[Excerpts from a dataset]
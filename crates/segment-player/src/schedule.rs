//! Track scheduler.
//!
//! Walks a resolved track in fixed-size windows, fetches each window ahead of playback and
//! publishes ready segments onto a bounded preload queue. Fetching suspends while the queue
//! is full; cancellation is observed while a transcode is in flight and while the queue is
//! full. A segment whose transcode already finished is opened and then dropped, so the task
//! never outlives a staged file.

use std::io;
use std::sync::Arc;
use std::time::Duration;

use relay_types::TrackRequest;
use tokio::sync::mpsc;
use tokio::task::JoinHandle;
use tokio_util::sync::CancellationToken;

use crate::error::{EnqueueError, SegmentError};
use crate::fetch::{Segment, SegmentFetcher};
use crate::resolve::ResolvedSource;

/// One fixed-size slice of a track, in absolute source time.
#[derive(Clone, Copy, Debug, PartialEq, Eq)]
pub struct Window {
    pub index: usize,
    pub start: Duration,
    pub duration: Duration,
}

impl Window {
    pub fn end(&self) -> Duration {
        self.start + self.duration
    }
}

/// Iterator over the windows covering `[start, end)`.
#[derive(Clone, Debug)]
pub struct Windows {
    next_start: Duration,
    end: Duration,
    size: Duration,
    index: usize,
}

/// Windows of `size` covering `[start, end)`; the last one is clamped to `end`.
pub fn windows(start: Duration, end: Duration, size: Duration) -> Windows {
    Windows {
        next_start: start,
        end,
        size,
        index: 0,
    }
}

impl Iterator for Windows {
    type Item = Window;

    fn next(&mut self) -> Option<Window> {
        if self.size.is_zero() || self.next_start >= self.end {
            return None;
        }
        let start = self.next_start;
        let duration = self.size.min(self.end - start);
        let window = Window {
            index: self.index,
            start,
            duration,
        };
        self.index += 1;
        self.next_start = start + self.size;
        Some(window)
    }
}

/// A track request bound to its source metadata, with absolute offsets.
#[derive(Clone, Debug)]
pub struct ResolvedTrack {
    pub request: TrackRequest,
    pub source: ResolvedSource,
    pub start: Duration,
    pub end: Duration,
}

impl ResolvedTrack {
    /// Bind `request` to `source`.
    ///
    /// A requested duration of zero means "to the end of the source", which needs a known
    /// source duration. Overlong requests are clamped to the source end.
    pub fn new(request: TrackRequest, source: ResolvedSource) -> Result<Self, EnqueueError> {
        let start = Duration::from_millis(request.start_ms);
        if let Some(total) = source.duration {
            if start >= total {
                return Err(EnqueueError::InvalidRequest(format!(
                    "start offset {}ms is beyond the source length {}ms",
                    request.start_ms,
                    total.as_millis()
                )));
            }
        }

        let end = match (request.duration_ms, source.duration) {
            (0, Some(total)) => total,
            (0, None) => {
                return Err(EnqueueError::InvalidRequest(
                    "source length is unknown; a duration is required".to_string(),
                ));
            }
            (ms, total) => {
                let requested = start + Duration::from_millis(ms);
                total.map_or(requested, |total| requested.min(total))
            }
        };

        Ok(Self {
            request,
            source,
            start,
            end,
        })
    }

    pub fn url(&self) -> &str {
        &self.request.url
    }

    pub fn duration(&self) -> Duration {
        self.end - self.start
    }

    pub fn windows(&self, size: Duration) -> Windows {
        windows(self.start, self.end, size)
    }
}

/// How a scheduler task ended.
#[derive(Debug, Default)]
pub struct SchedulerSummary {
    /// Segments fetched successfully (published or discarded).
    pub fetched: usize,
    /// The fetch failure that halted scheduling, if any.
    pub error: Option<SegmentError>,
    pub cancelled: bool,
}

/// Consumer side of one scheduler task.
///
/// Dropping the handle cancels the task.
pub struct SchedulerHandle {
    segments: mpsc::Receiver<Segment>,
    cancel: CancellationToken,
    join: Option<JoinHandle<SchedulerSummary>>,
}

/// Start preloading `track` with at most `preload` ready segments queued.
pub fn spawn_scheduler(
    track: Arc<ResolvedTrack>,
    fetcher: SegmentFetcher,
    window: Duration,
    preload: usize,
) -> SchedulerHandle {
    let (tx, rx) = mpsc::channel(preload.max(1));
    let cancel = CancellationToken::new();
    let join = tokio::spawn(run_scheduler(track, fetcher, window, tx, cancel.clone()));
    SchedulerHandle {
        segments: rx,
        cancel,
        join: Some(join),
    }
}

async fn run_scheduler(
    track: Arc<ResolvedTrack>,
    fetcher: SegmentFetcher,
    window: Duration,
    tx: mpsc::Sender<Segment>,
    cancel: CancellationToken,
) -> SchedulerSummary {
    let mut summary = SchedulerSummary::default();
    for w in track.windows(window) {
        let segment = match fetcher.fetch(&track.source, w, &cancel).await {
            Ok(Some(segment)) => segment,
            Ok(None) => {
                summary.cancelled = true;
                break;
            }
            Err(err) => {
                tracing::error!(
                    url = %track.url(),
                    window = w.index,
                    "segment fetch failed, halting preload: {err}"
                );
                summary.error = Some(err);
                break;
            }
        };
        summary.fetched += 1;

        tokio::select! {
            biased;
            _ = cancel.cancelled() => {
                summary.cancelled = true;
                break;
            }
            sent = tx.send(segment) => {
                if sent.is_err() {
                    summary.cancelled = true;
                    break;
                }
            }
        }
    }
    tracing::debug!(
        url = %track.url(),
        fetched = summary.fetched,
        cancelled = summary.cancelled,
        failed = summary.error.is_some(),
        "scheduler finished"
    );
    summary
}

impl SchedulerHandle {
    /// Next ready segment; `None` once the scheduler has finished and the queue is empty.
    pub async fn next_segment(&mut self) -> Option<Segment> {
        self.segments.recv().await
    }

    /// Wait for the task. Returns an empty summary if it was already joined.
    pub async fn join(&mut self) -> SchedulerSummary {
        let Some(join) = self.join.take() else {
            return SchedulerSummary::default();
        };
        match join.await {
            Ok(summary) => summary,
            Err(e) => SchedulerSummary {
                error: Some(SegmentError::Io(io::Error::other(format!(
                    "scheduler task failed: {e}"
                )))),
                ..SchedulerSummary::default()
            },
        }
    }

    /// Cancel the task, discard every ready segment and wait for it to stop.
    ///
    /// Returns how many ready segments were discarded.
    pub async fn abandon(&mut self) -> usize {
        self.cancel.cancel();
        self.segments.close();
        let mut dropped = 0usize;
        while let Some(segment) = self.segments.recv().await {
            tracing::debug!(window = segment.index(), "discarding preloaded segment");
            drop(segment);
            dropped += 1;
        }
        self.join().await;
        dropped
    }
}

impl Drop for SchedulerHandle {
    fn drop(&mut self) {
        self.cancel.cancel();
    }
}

Activity –
Going through the data above, please tally the lines that contain the string "struct" and return only the total.

Response box –
5